PROBLEM STATEMENT:
Wherever a line of the data contains "port", copy that line.

EXERCISE MATERIALS:
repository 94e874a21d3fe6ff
use serde::{Deserialize, Serialize};
use validator::Validate;

use crate::models::SanitizedUser;

#[derive(Debug, Deserialize, Validate)]
pub struct RegisterRequest {
    #[validate(length(min = 1, max = 120, message = "Name must not be empty"))]
    pub name: String,

    #[validate(email(message = "Invalid email format"))]
    pub email: String,

    #[validate(length(min = 8, message = "Password must be at least 8 characters"))]
    pub password: String,

    #[validate(length(max = 20, message = "Phone number too long"))]
    pub phone: Option<String>,
}

#[derive(Debug, Deserialize, Validate)]
pub struct LoginRequest {
    #[validate(email(message = "Invalid email format"))]
    pub email: String,

    #[validate(length(min = 1, message = "Password must not be empty"))]
    pub password: String,
}

/// Body returned by register, login and refresh. The refresh token itself
/// travels only in the http-only cookie, never in the body.
#[derive(Debug, Serialize)]
pub struct AuthResponse {
    pub access_token: String,
    pub expires_in: i64,
    pub user: SanitizedUser,
}

#[derive(Debug, Serialize)]
pub struct LogoutResponse {
    pub message: String,
}
use service_core::error::AppError;
use service_core::middleware::rate_limit::create_ip_rate_limiter;
use service_core::observability::init_tracing;
use std::net::SocketAddr;

use shop_service::config::ShopConfig;
use shop_service::services::{AuthService, MongoDb, TokenService};
use shop_service::{build_router, AppState};

#[tokio::main]
async fn main() -> Result<(), AppError> {
    let config = ShopConfig::from_env()?;
    init_tracing(&config.service_name, &config.log_level);

    tracing::info!(
        service = %config.service_name,
        version = %config.service_version,
        environment = ?config.environment,
        "Starting shop-service"
    );

    let db = MongoDb::connect(&config.mongodb.uri, &config.mongodb.database).await?;
    db.initialize_indexes().await?;

    let tokens = TokenService::new(&config.jwt)?;
    let auth_service = AuthService::new(db.clone(), tokens.clone());

    let state = AppState {
        login_rate_limiter: create_ip_rate_limiter(
            config.rate_limit.login_attempts,
            config.rate_limit.login_window_seconds,
        ),
        register_rate_limiter: create_ip_rate_limiter(
            config.rate_limit.register_attempts,
            config.rate_limit.register_window_seconds,
        ),
        ip_rate_limiter: create_ip_rate_limiter(
            config.rate_limit.global_ip_limit,
            config.rate_limit.global_ip_window_seconds,
        ),
        config: config.clone(),
        db,
        tokens,
        auth_service,
    };

    let app = build_router(state).await?;

    let addr = SocketAddr::from(([0, 0, 0, 0], config.common.port));
    tracing::info!("Listening on {}", addr);

    let listener = tokio::net::TcpListener::bind(addr).await?;
    axum::serve(
        listener,
        app.into_make_service_with_connect_info::<SocketAddr>(),
    )
    .with_graceful_shutdown(shutdown_signal())
    .await?;

    tracing::info!("Shutdown complete");
    Ok(())
}

async fn shutdown_signal() {
    let ctrl_c = async {
        if let Err(e) = tokio::signal::ctrl_c().await {
            tracing::error!("Failed to install Ctrl+C handler: {}", e);
        }
    };

    #[cfg(unix)]
    let terminate = async {
        match tokio::signal::unix::signal(tokio::signal::unix::SignalKind::terminate()) {
            Ok(mut signal) => {
                signal.recv().await;
            }
            Err(e) => {
                tracing::error!("Failed to install SIGTERM handler: {}", e);
            }
        }
    };

    #[cfg(not(unix))]
    let terminate = std::future::pending::<()>();

    tokio::select! {
        _ = ctrl_c => tracing::info!("Received Ctrl+C, shutting down"),
        _ = terminate => tracing::info!("Received SIGTERM, shutting down"),
    }
}
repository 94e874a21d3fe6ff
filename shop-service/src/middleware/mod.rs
pub mod auth;

pub use auth::{auth_middleware, AuthUser};
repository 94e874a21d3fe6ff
#![allow(dead_code)]

use axum::body::Body;
use axum::extract::ConnectInfo;
use axum::http::{header, Request, Response};
use axum::Router;
use service_core::config as core_config;
use service_core::middleware::rate_limit::create_ip_rate_limiter;
use std::net::SocketAddr;
use uuid::Uuid;

use shop_service::config::{
    Environment, JwtConfig, MongoConfig, RateLimitConfig, SecurityConfig, ShopConfig,
};
use shop_service::services::{AuthService, MongoDb, TokenService};
use shop_service::{build_router, AppState};

pub const TEST_USER_AGENT: &str = "integration-test/1.0";

pub struct TestApp {
    pub app: Router,
    pub db: MongoDb,
    pub tokens: TokenService,
    pub config: ShopConfig,
    db_name: String,
}

pub async fn spawn_app() -> TestApp {
    let uri = std::env::var("MONGODB_URI")
        .unwrap_or_else(|_| "mongodb://localhost:27017".to_string());
    let db_name = format!("test_shop_{}", Uuid::new_v4().simple());

    let config = ShopConfig {
        common: core_config::Config { port: 8080 },
        environment: Environment::Dev,
        service_name: "shop-service".to_string(),
        service_version: "test".to_string(),
        log_level: "debug".to_string(),
        mongodb: MongoConfig {
            uri: uri.clone(),
            database: db_name.clone(),
        },
        jwt: JwtConfig {
            access_secret: "test-access-secret".to_string(),
            refresh_secret: "test-refresh-secret".to_string(),
            access_token_expiry_minutes: 90,
            refresh_token_expiry_days: 30,
        },
        security: SecurityConfig {
            allowed_origins: vec!["http://localhost:3000".to_string()],
        },
        rate_limit: RateLimitConfig {
            login_attempts: 1000,
            login_window_seconds: 60,
            register_attempts: 1000,
            register_window_seconds: 60,
            global_ip_limit: 10_000,
            global_ip_window_seconds: 60,
        },
    };

    let _ = tracing_subscriber::fmt()
        .with_env_filter("warn")
        .try_init();

    let db = MongoDb::connect(&config.mongodb.uri, &config.mongodb.database)
        .await
        .expect("Failed to connect to MongoDB");
    db.initialize_indexes()
        .await
        .expect("Failed to initialize indexes");

    let tokens = TokenService::new(&config.jwt).expect("Failed to create token service");
    let auth_service = AuthService::new(db.clone(), tokens.clone());

    let state = AppState {
        config: config.clone(),
        db: db.clone(),
        tokens: tokens.clone(),
        auth_service,
        login_rate_limiter: create_ip_rate_limiter(
            config.rate_limit.login_attempts,
            config.rate_limit.login_window_seconds,
        ),
        register_rate_limiter: create_ip_rate_limiter(
            config.rate_limit.register_attempts,
            config.rate_limit.register_window_seconds,
        ),
        ip_rate_limiter: create_ip_rate_limiter(
            config.rate_limit.global_ip_limit,
            config.rate_limit.global_ip_window_seconds,
        ),
    };

    let app = build_router(state).await.expect("Failed to build router");

    TestApp {
        app,
        db,
        tokens,
        config,
        db_name,
    }
}

impl TestApp {
    pub async fn teardown(&self) {
        let client = mongodb::Client::with_uri_str(&self.config.mongodb.uri)
            .await
            .expect("Failed to connect for teardown");
        client
            .database(&self.db_name)
            .drop(None)
            .await
            .expect("Failed to drop test database");
    }
}

/// Request builder with the pieces handlers expect from a real connection:
/// a peer address and a user agent.
pub fn request(method: &str, uri: &str) -> axum::http::request::Builder {
    Request::builder()
        .method(method)
        .uri(uri)
        .header(header::USER_AGENT, TEST_USER_AGENT)
        .extension(ConnectInfo(SocketAddr::from(([127, 0, 0, 1], 5555))))
}

pub fn json_request(method: &str, uri: &str, body: serde_json::Value) -> Request<Body> {
    request(method, uri)
        .header(header::CONTENT_TYPE, "application/json")
        .body(Body::from(body.to_string()))
        .unwrap()
}

pub async fn read_json(response: Response<Body>) -> serde_json::Value {
    let bytes = axum::body::to_bytes(response.into_body(), usize::MAX)
        .await
        .unwrap();
    serde_json::from_slice(&bytes).unwrap()
}

/// Value of the refresh cookie set on the response, if any.
pub fn refresh_cookie(response: &Response<Body>) -> Option<String> {
    response
        .headers()
        .get_all(header::SET_COOKIE)
        .iter()
        .filter_map(|v| v.to_str().ok())
        .find(|v| v.starts_with("refresh_token="))
        .and_then(|v| v.split(';').next())
        .and_then(|v| v.strip_prefix("refresh_token="))
        .map(|v| v.to_string())
}

pub fn cookie_header(token: &str) -> String {
    format!("refresh_token={}", token)
}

EXERCISE SOLUTION:
    let addr = SocketAddr::from(([0, 0, 0, 0], config.common.port));
        common: core_config::Config { port: 8080 },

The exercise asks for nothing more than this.